▸ **Work to complete**: Your task is to filter the entries and copy every line containing the string "mime".

== Segment start ==

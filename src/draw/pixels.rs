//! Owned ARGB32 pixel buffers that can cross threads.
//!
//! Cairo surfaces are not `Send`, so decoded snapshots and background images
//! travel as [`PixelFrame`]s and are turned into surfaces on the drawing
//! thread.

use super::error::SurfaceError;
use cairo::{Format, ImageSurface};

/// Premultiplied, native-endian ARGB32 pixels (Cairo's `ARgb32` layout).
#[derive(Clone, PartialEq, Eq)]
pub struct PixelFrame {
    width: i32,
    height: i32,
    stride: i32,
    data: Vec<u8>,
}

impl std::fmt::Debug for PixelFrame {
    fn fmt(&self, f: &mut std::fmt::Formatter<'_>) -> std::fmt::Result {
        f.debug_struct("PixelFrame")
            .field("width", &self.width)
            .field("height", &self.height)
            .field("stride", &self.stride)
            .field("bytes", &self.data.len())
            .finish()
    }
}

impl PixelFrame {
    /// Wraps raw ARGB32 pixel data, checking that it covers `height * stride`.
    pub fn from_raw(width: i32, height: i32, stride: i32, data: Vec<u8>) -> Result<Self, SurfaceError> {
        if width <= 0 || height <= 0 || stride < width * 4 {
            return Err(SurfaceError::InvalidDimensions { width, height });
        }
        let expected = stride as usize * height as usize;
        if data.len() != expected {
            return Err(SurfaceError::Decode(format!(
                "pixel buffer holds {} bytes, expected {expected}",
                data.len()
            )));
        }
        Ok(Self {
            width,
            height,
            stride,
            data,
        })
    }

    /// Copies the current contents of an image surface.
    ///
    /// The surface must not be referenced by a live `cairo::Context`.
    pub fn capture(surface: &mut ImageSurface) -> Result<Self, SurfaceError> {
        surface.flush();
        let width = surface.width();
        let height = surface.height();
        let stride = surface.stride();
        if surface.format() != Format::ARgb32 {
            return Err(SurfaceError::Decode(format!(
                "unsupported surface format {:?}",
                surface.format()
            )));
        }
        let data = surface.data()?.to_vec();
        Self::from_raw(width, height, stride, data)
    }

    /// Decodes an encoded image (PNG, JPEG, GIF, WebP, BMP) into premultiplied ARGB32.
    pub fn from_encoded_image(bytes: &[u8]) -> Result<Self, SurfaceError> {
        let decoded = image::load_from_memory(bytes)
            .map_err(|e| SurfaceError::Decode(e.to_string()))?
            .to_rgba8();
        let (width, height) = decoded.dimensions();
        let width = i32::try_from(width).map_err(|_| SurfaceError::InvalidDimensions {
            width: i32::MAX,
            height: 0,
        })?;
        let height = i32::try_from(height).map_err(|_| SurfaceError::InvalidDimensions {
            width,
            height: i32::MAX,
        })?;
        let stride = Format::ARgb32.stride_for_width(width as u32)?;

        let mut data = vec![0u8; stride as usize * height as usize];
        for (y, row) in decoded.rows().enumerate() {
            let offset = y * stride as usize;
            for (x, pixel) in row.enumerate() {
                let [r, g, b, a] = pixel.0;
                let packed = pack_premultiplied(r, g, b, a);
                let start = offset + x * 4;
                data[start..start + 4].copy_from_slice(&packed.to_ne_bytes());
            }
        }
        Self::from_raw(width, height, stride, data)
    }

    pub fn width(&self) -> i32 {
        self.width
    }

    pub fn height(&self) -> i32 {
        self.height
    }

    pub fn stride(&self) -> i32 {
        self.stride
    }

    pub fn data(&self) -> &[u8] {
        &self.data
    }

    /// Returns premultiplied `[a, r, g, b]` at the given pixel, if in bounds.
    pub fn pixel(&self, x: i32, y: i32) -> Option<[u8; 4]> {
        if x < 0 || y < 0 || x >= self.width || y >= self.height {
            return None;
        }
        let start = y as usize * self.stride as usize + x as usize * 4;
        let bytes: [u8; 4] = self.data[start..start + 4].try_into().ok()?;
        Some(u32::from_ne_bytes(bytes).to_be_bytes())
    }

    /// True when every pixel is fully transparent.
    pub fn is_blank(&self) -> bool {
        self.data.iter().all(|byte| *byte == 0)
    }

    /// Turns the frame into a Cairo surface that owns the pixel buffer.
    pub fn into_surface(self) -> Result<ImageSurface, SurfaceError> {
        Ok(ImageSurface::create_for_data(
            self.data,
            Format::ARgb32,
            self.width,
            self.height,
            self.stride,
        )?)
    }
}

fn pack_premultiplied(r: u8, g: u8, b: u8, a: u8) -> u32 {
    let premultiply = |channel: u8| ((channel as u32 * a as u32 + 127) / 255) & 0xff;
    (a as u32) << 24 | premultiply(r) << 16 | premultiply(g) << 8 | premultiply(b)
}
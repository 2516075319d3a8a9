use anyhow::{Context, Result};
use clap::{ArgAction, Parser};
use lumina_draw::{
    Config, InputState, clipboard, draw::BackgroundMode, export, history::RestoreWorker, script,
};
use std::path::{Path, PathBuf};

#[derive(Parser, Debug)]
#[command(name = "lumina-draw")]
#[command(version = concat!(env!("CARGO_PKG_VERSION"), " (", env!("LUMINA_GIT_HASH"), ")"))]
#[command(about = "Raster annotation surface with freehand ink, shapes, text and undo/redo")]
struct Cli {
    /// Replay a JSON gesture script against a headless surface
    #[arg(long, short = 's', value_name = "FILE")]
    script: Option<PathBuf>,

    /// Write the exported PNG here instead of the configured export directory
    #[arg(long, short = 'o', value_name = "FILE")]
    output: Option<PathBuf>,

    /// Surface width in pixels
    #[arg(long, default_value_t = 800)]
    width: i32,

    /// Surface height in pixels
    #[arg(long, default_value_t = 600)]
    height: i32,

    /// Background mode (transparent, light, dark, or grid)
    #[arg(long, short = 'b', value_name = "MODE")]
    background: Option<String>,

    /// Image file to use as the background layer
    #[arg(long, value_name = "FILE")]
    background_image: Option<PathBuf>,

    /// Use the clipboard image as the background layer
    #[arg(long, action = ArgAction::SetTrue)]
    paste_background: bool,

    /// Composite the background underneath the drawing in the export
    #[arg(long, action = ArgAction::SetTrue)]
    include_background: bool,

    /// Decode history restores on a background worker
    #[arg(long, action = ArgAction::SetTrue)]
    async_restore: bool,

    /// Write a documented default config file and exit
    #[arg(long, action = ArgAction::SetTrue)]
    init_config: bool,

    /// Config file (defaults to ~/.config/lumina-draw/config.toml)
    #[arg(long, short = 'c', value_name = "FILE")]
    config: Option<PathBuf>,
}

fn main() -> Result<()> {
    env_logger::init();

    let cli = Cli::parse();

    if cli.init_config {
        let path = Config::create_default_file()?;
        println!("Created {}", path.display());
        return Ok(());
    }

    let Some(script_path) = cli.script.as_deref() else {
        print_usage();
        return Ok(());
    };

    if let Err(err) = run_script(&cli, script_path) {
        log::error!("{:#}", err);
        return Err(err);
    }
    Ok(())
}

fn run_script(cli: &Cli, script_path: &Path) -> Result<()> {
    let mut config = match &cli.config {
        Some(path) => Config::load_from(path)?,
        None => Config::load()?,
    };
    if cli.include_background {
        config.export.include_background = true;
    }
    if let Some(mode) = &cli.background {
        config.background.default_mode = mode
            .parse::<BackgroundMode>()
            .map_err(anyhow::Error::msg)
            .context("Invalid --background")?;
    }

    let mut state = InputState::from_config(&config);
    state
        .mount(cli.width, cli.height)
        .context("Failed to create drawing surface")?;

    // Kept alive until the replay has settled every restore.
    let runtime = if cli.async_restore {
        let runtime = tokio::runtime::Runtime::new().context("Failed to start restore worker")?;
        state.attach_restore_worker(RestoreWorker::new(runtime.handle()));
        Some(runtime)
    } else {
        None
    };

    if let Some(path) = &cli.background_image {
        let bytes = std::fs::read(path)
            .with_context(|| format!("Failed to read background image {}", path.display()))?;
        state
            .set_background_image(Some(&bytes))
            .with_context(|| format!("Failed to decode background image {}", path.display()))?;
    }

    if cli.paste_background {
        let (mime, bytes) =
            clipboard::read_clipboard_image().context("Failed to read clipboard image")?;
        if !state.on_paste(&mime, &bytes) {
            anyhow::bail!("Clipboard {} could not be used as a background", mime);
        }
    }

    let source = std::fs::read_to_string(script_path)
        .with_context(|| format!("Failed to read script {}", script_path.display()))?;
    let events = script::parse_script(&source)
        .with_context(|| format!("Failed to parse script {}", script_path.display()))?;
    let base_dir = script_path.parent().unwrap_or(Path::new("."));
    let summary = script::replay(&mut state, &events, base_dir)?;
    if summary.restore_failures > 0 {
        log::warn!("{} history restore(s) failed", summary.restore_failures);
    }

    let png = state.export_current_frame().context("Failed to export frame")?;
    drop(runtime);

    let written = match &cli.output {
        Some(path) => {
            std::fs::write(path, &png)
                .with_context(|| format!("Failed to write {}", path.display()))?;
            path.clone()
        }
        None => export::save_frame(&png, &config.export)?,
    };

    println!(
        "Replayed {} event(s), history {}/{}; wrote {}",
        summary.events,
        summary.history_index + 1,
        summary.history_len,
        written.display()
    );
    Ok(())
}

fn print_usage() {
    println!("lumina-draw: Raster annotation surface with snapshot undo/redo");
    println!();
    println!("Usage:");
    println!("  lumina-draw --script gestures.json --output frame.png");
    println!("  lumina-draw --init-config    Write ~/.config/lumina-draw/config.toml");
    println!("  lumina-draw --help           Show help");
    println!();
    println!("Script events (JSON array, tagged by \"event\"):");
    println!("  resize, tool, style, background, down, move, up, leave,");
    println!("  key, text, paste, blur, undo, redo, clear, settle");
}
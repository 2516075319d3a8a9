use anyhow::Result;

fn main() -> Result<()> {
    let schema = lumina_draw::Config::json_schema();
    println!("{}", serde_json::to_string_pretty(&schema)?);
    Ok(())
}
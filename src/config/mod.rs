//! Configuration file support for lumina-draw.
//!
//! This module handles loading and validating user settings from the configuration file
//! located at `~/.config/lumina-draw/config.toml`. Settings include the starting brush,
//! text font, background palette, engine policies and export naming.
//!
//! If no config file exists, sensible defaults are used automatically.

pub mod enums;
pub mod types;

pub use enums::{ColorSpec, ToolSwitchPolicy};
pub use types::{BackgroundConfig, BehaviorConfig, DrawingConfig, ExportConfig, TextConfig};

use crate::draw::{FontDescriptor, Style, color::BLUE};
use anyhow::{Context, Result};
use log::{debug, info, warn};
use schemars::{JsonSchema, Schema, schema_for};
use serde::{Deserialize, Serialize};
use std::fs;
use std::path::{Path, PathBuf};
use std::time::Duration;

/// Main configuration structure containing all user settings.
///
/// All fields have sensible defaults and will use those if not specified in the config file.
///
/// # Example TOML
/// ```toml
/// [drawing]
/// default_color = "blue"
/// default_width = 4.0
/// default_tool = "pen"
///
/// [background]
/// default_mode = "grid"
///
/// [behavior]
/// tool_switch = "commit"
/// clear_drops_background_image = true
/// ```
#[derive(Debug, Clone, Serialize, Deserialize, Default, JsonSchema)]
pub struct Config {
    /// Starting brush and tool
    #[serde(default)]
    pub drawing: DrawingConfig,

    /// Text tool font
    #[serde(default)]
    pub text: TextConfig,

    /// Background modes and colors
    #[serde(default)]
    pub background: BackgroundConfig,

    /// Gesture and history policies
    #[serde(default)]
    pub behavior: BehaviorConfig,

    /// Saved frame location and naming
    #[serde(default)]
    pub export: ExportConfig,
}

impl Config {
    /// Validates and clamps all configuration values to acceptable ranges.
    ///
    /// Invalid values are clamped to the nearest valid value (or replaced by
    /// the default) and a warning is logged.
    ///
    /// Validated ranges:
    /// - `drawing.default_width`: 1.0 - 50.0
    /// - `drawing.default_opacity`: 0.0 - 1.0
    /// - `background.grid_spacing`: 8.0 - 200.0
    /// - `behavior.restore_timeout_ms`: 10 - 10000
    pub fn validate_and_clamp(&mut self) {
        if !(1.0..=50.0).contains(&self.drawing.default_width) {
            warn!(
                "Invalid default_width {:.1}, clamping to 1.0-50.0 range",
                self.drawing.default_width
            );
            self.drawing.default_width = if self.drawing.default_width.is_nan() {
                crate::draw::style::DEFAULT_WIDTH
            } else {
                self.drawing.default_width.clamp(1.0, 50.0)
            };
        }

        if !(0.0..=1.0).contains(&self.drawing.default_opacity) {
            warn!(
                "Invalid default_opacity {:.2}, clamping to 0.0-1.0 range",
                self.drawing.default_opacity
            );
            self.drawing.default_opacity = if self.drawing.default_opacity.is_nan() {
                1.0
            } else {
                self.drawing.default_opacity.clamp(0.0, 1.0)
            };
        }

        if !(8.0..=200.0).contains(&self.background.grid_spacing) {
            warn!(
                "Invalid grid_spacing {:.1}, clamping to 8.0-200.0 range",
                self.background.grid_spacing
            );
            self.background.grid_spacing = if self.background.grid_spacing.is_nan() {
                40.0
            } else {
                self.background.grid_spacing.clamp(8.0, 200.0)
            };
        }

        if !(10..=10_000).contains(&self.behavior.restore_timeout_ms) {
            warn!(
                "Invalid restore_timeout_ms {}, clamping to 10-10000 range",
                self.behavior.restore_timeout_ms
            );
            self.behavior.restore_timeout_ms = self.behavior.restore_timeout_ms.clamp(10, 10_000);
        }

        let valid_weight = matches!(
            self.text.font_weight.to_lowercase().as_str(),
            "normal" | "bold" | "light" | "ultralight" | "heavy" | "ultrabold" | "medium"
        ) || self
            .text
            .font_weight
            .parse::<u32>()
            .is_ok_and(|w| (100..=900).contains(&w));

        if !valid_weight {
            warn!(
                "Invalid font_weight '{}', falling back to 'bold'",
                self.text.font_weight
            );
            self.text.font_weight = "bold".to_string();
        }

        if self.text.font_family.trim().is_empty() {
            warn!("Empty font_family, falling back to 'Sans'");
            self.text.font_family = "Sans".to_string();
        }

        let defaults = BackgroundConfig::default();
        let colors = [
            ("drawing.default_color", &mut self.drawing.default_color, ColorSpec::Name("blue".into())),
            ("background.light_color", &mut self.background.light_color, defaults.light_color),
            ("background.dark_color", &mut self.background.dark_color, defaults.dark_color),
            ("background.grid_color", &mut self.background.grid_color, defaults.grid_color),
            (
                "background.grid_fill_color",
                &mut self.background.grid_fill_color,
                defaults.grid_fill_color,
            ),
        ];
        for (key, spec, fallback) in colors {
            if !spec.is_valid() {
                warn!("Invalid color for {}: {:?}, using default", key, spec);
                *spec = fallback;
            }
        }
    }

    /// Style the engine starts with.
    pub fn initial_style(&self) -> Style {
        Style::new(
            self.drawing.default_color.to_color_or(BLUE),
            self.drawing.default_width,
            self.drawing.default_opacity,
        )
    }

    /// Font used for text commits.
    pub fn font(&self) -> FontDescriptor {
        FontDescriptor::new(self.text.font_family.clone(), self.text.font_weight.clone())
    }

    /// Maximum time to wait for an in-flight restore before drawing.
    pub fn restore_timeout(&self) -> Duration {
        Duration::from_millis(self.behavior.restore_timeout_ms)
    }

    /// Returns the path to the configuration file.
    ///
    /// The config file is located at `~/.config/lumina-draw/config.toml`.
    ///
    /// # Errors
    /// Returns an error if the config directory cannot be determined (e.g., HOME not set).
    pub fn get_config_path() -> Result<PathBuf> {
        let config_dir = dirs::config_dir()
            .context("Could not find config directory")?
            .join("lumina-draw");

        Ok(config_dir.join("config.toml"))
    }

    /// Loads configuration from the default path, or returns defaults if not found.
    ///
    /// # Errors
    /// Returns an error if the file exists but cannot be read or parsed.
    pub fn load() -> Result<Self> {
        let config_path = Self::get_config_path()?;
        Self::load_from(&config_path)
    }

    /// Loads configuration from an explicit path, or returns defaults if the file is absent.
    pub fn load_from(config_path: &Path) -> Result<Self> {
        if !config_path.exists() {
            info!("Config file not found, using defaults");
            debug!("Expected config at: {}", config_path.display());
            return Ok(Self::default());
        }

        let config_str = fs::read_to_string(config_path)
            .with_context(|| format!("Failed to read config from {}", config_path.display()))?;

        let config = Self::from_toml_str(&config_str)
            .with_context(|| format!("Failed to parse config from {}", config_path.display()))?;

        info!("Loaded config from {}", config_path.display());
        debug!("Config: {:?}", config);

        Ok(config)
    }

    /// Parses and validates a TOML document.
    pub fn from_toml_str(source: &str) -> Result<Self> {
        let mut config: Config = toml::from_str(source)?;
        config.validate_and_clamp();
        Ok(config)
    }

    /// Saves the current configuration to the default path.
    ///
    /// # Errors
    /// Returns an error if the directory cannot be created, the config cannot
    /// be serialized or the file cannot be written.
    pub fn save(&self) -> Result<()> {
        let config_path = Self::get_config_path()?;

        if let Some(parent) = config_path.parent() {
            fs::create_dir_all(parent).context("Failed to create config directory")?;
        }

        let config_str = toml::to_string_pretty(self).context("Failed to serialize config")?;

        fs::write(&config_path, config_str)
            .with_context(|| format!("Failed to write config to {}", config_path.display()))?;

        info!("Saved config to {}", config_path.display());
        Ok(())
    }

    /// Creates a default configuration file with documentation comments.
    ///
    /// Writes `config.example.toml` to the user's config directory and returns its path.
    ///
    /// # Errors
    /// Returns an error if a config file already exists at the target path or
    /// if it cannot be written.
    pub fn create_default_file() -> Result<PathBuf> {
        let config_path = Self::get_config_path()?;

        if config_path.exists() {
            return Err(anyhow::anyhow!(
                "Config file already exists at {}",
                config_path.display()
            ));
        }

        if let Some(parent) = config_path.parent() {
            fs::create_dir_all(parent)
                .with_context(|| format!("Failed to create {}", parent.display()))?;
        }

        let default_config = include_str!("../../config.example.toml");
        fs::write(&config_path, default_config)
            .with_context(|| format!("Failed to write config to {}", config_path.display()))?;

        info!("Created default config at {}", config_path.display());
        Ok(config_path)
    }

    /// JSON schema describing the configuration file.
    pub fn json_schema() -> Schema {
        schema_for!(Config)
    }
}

== Segment end ==

▸ **Solved exercise**:
        let (mime, bytes) =
        if !state.on_paste(&mime, &bytes) {
            anyhow::bail!("Clipboard {} could not be used as a background", mime);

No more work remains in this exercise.